The Key to Successful Revisions is Time
- By: Jessica Faust | Date: Mar 01 2022
When it comes to successfully revising your work the key to getting it right is taking the time you need without rushing.
All too often I send clients, especially a new client, revisions, and within a matter of days or a few weeks I get them back. The author, excited to get to work and also probably lulled by the idea that I might have said there wasn’t a lot, rushes through. I get it. You have an agent now and are excited to take that next step. But the next step is revisions.
The best revisions, the most effective revisions, come when the author not only takes the time to make the changes but also takes time to sit on the request and think about it and sit on the changes before sending them on.
Revisions are never easy. It’s a rethink of what you’ve already done (probably a million times) and each question or comment essentially leads to a million others. For example, if I ask you to rethink the ending, I can guarantee you’re also going to need to rethink the beginning, the middle, and every other part of the book. Because if the ending needs to be changed, so does everything that leads to it in the first place.

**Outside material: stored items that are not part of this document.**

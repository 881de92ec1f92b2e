//! Local mirror of one board.
//!
//! [`BoardStateCache`] holds columns, tasks and subtasks keyed by id in the
//! order the store returned them. Groupings (tasks per column, subtasks per
//! task) are derived on every read and never stored, so they cannot drift
//! from the rows.

use indexmap::IndexMap;
use kanban_proto::model::{Column, ColumnId, Subtask, SubtaskId, Task, TaskId};

/// Columns, tasks and subtasks of the selected board.
#[derive(Debug, Clone, Default, PartialEq, Eq)]
pub struct BoardStateCache {
    columns: IndexMap<ColumnId, Column>,
    tasks: IndexMap<TaskId, Task>,
    subtasks: IndexMap<SubtaskId, Subtask>,
}

impl BoardStateCache {
    /// Creates an empty cache.
    #[must_use]
    pub fn new() -> Self {
        Self::default()
    }

    /// Builds a cache from freshly fetched rows.
    #[must_use]
    pub fn from_rows(columns: Vec<Column>, tasks: Vec<Task>, subtasks: Vec<Subtask>) -> Self {
        let mut cache = Self::new();
        cache.replace_all(columns, tasks, subtasks);
        cache
    }

    /// Replaces the whole cache with freshly fetched rows.
    ///
    /// Tasks whose column is missing and subtasks whose task is missing are
    /// dropped, so no orphan survives a replacement.
    pub fn replace_all(&mut self, columns: Vec<Column>, tasks: Vec<Task>, subtasks: Vec<Subtask>) {
        let columns: IndexMap<ColumnId, Column> =
            columns.into_iter().map(|c| (c.id.clone(), c)).collect();

        let mut kept_tasks = IndexMap::with_capacity(tasks.len());
        for task in tasks {
            if columns.contains_key(&task.column_id) {
                kept_tasks.insert(task.id.clone(), task);
            } else {
                tracing::warn!(task_id = %task.id, column_id = %task.column_id, "dropping task without column");
            }
        }

        let mut kept_subtasks = IndexMap::with_capacity(subtasks.len());
        for subtask in subtasks {
            if kept_tasks.contains_key(&subtask.task_id) {
                kept_subtasks.insert(subtask.id.clone(), subtask);
            } else {
                tracing::warn!(subtask_id = %subtask.id, task_id = %subtask.task_id, "dropping subtask without task");
            }
        }

        self.columns = columns;
        self.tasks = kept_tasks;
        self.subtasks = kept_subtasks;
    }

    /// Returns the state after moving `task_id` into `column_id`.
    ///
    /// Only the column changes. The task keeps its stored position until
    /// the store assigns a final one, so hovering away and back leaves the
    /// origin column ordered exactly as the store has it. Moving a task to
    /// the column it is already in, or referencing an unknown task or column,
    /// returns an identical state.
    #[must_use]
    pub fn apply_optimistic_move(&self, task_id: &TaskId, column_id: &ColumnId) -> Self {
        let mut next = self.clone();
        if !self.columns.contains_key(column_id) {
            return next;
        }
        if let Some(task) = next.tasks.get_mut(task_id)
            && task.column_id != *column_id
        {
            task.column_id = column_id.clone();
        }
        next
    }

    /// Tasks matching `predicate`, in fetch order.
    pub fn tasks_filtered(&self, predicate: impl Fn(&Task) -> bool) -> Vec<&Task> {
        self.tasks.values().filter(|t| predicate(t)).collect()
    }

    /// Case-insensitive search over titles, descriptions and tags.
    #[must_use]
    pub fn search(&self, text: &str) -> Vec<&Task> {
        let needle = text.trim().to_lowercase();
        if needle.is_empty() {
            return self.tasks.values().collect();
        }
        self.tasks_filtered(|task| {
            task.title.to_lowercase().contains(&needle)
                || task
                    .description
                    .as_deref()
                    .is_some_and(|d| d.to_lowercase().contains(&needle))
                || task.tags.iter().any(|tag| tag.to_lowercase().contains(&needle))
        })
    }

    /// Columns left to right.
    #[must_use]
    pub fn columns(&self) -> Vec<&Column> {
        let mut columns: Vec<&Column> = self.columns.values().collect();
        columns.sort_by_key(|c| c.position);
        columns
    }

    /// Tasks of one column, top to bottom.
    #[must_use]
    pub fn tasks_in_column(&self, column_id: &ColumnId) -> Vec<&Task> {
        let mut tasks = self.tasks_filtered(|t| t.column_id == *column_id);
        tasks.sort_by_key(|t| t.position);
        tasks
    }

    /// Subtasks of one task, in checklist order.
    #[must_use]
    pub fn subtasks_of(&self, task_id: &TaskId) -> Vec<&Subtask> {
        let mut subtasks: Vec<&Subtask> = self
            .subtasks
            .values()
            .filter(|s| s.task_id == *task_id)
            .collect();
        subtasks.sort_by_key(|s| s.position);
        subtasks
    }

    #[must_use]
    pub fn task(&self, id: &TaskId) -> Option<&Task> {
        self.tasks.get(id)
    }

    #[must_use]
    pub fn column(&self, id: &ColumnId) -> Option<&Column> {
        self.columns.get(id)
    }

    #[must_use]
    pub fn subtask(&self, id: &SubtaskId) -> Option<&Subtask> {
        self.subtasks.get(id)
    }

    /// `(completed, total)` subtask counts of a task.
    #[must_use]
    pub fn subtask_progress(&self, task_id: &TaskId) -> (usize, usize) {
        self.subtasks
            .values()
            .filter(|s| s.task_id == *task_id)
            .fold((0, 0), |(done, total), s| {
                (done + usize::from(s.completed), total + 1)
            })
    }

    /// Position for a task appended to `column_id`: the column's task count.
    #[must_use]
    pub fn next_task_position(&self, column_id: &ColumnId) -> u32 {
        count_u32(self.tasks.values().filter(|t| t.column_id == *column_id).count())
    }

    /// Position for a subtask appended to `task_id`: the task's subtask count.
    #[must_use]
    pub fn next_subtask_position(&self, task_id: &TaskId) -> u32 {
        count_u32(self.subtasks.values().filter(|s| s.task_id == *task_id).count())
    }

    /// Position for a new column: the board's column count.
    #[must_use]
    pub fn next_column_position(&self) -> u32 {
        count_u32(self.columns.len())
    }

    /// Resolves a task by exact id, or by an id prefix or suffix that
    /// matches exactly one task.
    #[must_use]
    pub fn find_task(&self, reference: &str) -> Option<&Task> {
        if let Some(task) = self.tasks.get(&TaskId::from(reference)) {
            return Some(task);
        }
        unique(self.tasks.values().filter(|t| id_matches(t.id.as_str(), reference)))
    }

    /// Resolves a column by exact id or case-insensitive name.
    #[must_use]
    pub fn find_column(&self, reference: &str) -> Option<&Column> {
        self.columns.get(&ColumnId::from(reference)).or_else(|| {
            self.columns
                .values()
                .find(|c| c.name.eq_ignore_ascii_case(reference.trim()))
        })
    }

    /// Resolves a subtask like [`BoardStateCache::find_task`] resolves tasks.
    #[must_use]
    pub fn find_subtask(&self, reference: &str) -> Option<&Subtask> {
        if let Some(subtask) = self.subtasks.get(&SubtaskId::from(reference)) {
            return Some(subtask);
        }
        unique(
            self.subtasks
                .values()
                .filter(|s| id_matches(s.id.as_str(), reference)),
        )
    }

    #[must_use]
    pub fn task_count(&self) -> usize {
        self.tasks.len()
    }

    #[must_use]
    pub fn is_empty(&self) -> bool {
        self.columns.is_empty() && self.tasks.is_empty()
    }
}

/// Short references match the start (typed) or the end (displayed) of an id.
fn id_matches(id: &str, reference: &str) -> bool {
    !reference.is_empty() && (id.starts_with(reference) || id.ends_with(reference))
}

fn unique<T>(mut candidates: impl Iterator<Item = T>) -> Option<T> {
    match (candidates.next(), candidates.next()) {
        (Some(only), None) => Some(only),
        _ => None,
    }
}

fn count_u32(count: usize) -> u32 {
    u32::try_from(count).unwrap_or(u32::MAX)
}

You know I love the 24-hour rule. Originally created by coaches to limit drama between parents, I find it useful in every situation and with every emotion. Taking 24-hours before reacting, whether out of anger, fear, anxiety, or just change, makes for a smarter, more thoughtful, and better discussion, instead of an argument.
The same holds true with revisions. When you first get your revisions, read them through, maybe twice, and give yourself (at least) 24 hours before either responding to your agent or under-taking the job. The mind is an incredible thing. Let it process and work through everything before the rest of you dives in.
Giving yourself 24 hours after finishing is just as important. Now that you’re done with revisions take a break, sit back, and then read it all over. Have you effectively addressed the concerns of your agent in all aspects of the book? In other words, if the agent said the ending was predictable, have you addressed all possible predictability throughout the entire book? If not, you’re not done.
The Rolling Stones knew that time is on your side. Take it while you have it.